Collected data
★ ★ ★ ★

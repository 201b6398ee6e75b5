//! Data ingestion module - fetch and parse the tenancy and project exports

pub mod fetch;
pub mod load;
pub mod parse;
pub mod types;
pub mod utils;

pub use types::*;
//! Load functions - fetch and parse one source into an immutable table

use crate::error::{Error, Result};
use crate::ingestion::fetch::{fetch_source, FetchPolicy};
use crate::ingestion::parse::{parse_projects, parse_tenancy};
use crate::ingestion::types::{Dataset, ProjectRecord, TenancyRecord};
use chrono::Utc;
use tracing::info;

pub async fn load_tenancy(location: &str, policy: &FetchPolicy) -> Result<Vec<TenancyRecord>> {
    let raw = fetch_source(location, policy)
        .await
        .map_err(|e| Error::source_unavailable(location, e))?;
    parse_tenancy(&raw).map_err(|e| Error::source_unavailable(location, e))
}

pub async fn load_projects(location: &str, policy: &FetchPolicy) -> Result<Vec<ProjectRecord>> {
    let raw = fetch_source(location, policy)
        .await
        .map_err(|e| Error::source_unavailable(location, e))?;
    parse_projects(&raw).map_err(|e| Error::source_unavailable(location, e))
}

/// Load both tables; either failing fails the whole load
pub async fn load_dataset(
    tenancy_location: &str,
    projects_location: &str,
    policy: &FetchPolicy,
) -> Result<Dataset> {
    let tenancy = load_tenancy(tenancy_location, policy).await?;
    let projects = load_projects(projects_location, policy).await?;

    let dataset = Dataset {
        tenancy,
        projects,
        loaded_at: Utc::now(),
    };
    info!("Dataset loaded: {}", dataset);
    Ok(dataset)
}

★ ★ ★ ★

TASK GOAL
Take the lines above and print them exactly.

ANSWER TO THE EXERCISE
repository 201b6398ee6e75b5
//! Data ingestion module - fetch and parse the tenancy and project exports

pub mod fetch;
pub mod load;
pub mod parse;
pub mod types;
pub mod utils;

pub use types::*;
//! Load functions - fetch and parse one source into an immutable table

use crate::error::{Error, Result};
use crate::ingestion::fetch::{fetch_source, FetchPolicy};
use crate::ingestion::parse::{parse_projects, parse_tenancy};
use crate::ingestion::types::{Dataset, ProjectRecord, TenancyRecord};
use chrono::Utc;
use tracing::info;

pub async fn load_tenancy(location: &str, policy: &FetchPolicy) -> Result<Vec<TenancyRecord>> {
    let raw = fetch_source(location, policy)
        .await
        .map_err(|e| Error::source_unavailable(location, e))?;
    parse_tenancy(&raw).map_err(|e| Error::source_unavailable(location, e))
}

pub async fn load_projects(location: &str, policy: &FetchPolicy) -> Result<Vec<ProjectRecord>> {
    let raw = fetch_source(location, policy)
        .await
        .map_err(|e| Error::source_unavailable(location, e))?;
    parse_projects(&raw).map_err(|e| Error::source_unavailable(location, e))
}

/// Load both tables; either failing fails the whole load
pub async fn load_dataset(
    tenancy_location: &str,
    projects_location: &str,
    policy: &FetchPolicy,
) -> Result<Dataset> {
    let tenancy = load_tenancy(tenancy_location, policy).await?;
    let projects = load_projects(projects_location, policy).await?;

    let dataset = Dataset {
        tenancy,
        projects,
        loaded_at: Utc::now(),
    };
    info!("Dataset loaded: {}", dataset);
    Ok(dataset)
}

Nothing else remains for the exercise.